Se si è imposto così largamente il DSM deve pur avere dei meriti ma è certo che ha ucciso il ragionamento psicopatologico. Per accertarsene è sufficiente leggere le cartelle cliniche dei manicomi dei primi del ‘900 (non solo quelle affascinanti di illustri fenomenoghi) e confrontarle con quelle dei colleghi appena usciti dalle scuole di specializzazione che, preoccupati di stabilire la presenza o l’assenza di ognuno dei molteplici criteri diagnostici, ricordano le negoziazioni delle figurine Panini attraverso la frase fatidica del “ce l’ho… mi manca”.

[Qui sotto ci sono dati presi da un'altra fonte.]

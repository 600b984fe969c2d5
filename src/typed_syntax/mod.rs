//! Resolved syntax definitions
//!
//! The core syntax of the tool: boolean expressions whose variables are
//! positions in a `VariableList`. Built once by extraction and never mutated.

use pretty::RcDoc;

use crate::{text::ToDoc, variables::VariableList};

/// A binary boolean operator.
#[derive(Clone, Copy, Debug, PartialEq, Eq)]
pub enum BinOp {
    And,
    Or,
    Xor,
    Nand,
    Nor,
    Xnor,
}

impl BinOp {
    /// Apply the operator to two booleans.
    pub fn apply(self, lhs: bool, rhs: bool) -> bool {
        match self {
            BinOp::And => lhs && rhs,
            BinOp::Or => lhs || rhs,
            BinOp::Xor => lhs ^ rhs,
            BinOp::Nand => !(lhs && rhs),
            BinOp::Nor => !(lhs || rhs),
            BinOp::Xnor => lhs == rhs,
        }
    }

    /// The keyword spelling of the operator.
    pub fn keyword(self) -> &'static str {
        match self {
            BinOp::And => "and",
            BinOp::Or => "or",
            BinOp::Xor => "xor",
            BinOp::Nand => "nand",
            BinOp::Nor => "nor",
            BinOp::Xnor => "xnor",
        }
    }
}

impl ToDoc for BinOp {
    fn to_doc(&self) -> RcDoc {
        RcDoc::text(self.keyword())
    }
}

/// A boolean expression over the variables of a `VariableList`.
#[derive(Clone, Debug, PartialEq)]
pub enum BoolExpr {
    /// A constant
    Const(bool),
    /// The variable at this position of the variable list
    Var(usize),
    /// Negation
    Not(Box<BoolExpr>),
    /// Binary operator application
    Binary(BinOp, Box<BoolExpr>, Box<BoolExpr>),
}

impl BoolExpr {
    /// Number of operator and leaf nodes.
    pub fn size(&self) -> usize {
        match self {
            BoolExpr::Const(_) | BoolExpr::Var(_) => 1,
            BoolExpr::Not(inner) => 1 + inner.size(),
            BoolExpr::Binary(_, lhs, rhs) => 1 + lhs.size() + rhs.size(),
        }
    }

    /// Pretty-print the expression with variable names taken from `vars`.
    /// Parentheses are placed around every compound operand.
    pub fn to_doc<'a>(&'a self, vars: &'a VariableList) -> RcDoc<'a> {
        match self {
            BoolExpr::Const(b) => RcDoc::text(if *b { "'1'" } else { "'0'" }),
            BoolExpr::Var(i) => match vars.get(*i) {
                Some(name) => name.to_doc(),
                None => RcDoc::text(format!("#{i}")),
            },
            BoolExpr::Not(inner) => RcDoc::text("not ").append(inner.operand_doc(vars)),
            BoolExpr::Binary(op, lhs, rhs) => lhs
                .operand_doc(vars)
                .append(RcDoc::line())
                .append(op.to_doc())
                .append(" ")
                .append(rhs.operand_doc(vars))
                .group(),
        }
    }

    fn operand_doc<'a>(&'a self, vars: &'a VariableList) -> RcDoc<'a> {
        match self {
            BoolExpr::Const(_) | BoolExpr::Var(_) => self.to_doc(vars),
            _ => RcDoc::text("(")
                .append(self.to_doc(vars).nest(1))
                .append(")"),
        }
    }
}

Il DSM si pregia di essere “ateoretico” e dunque valido per tutti, un esperanto su cui tutti possano convergere come se presupporre l’assenza di una teoria che ordini i fatti non sia a sua volta una ben precisa teoria opposta ad esempio a tutta la tradizione occidentale che va da Kant fino al costruttivismo.

4. Limiti delle categorie

Il modello categoriale del DSM presenta però alcune evidenti difficoltà:

  • Nei DP la comorbidità è la norma e non l’eccezione.
  • La soglia dei criteri necessari per formulare la diagnosi comporta un massiccio uso della categoria residua di DP NAS che è sempre un brutto segno circa la validità di un sistema nosografico
  • Non è chiaro il confine tra tratti di personalità più o meno adattivi e veri e propri disturbi di personalità e neppure tra disturbi di personalità e disturbi di asse I°.
  • Sembra, inoltre che nella scelta del trattamento, anche farmacologico, il prescrittore sia guidato più dall’attenzione all’intensità di certe dimensioni che dalla diagnosi categoriale che poi invece sarà esibita nelle presentazioni scientifiche. Per questo non è infrequente assistere alla prescrizione di neurolettici a pazienti depressi o ossessivi in cui i temi di pensieri tendano a distaccarsi dalla realtà. Lo psichiatra sembra più attento ad una ipotetica sottostante “dimensione delirante” che alla diagnosi categoriale. Altrettanto inconsueta può apparire la prescrizione di un AD ad un paziente schizofrenico con prevalenza di sintomi negativi mirata ad una “dimensione di blocco e apatia”.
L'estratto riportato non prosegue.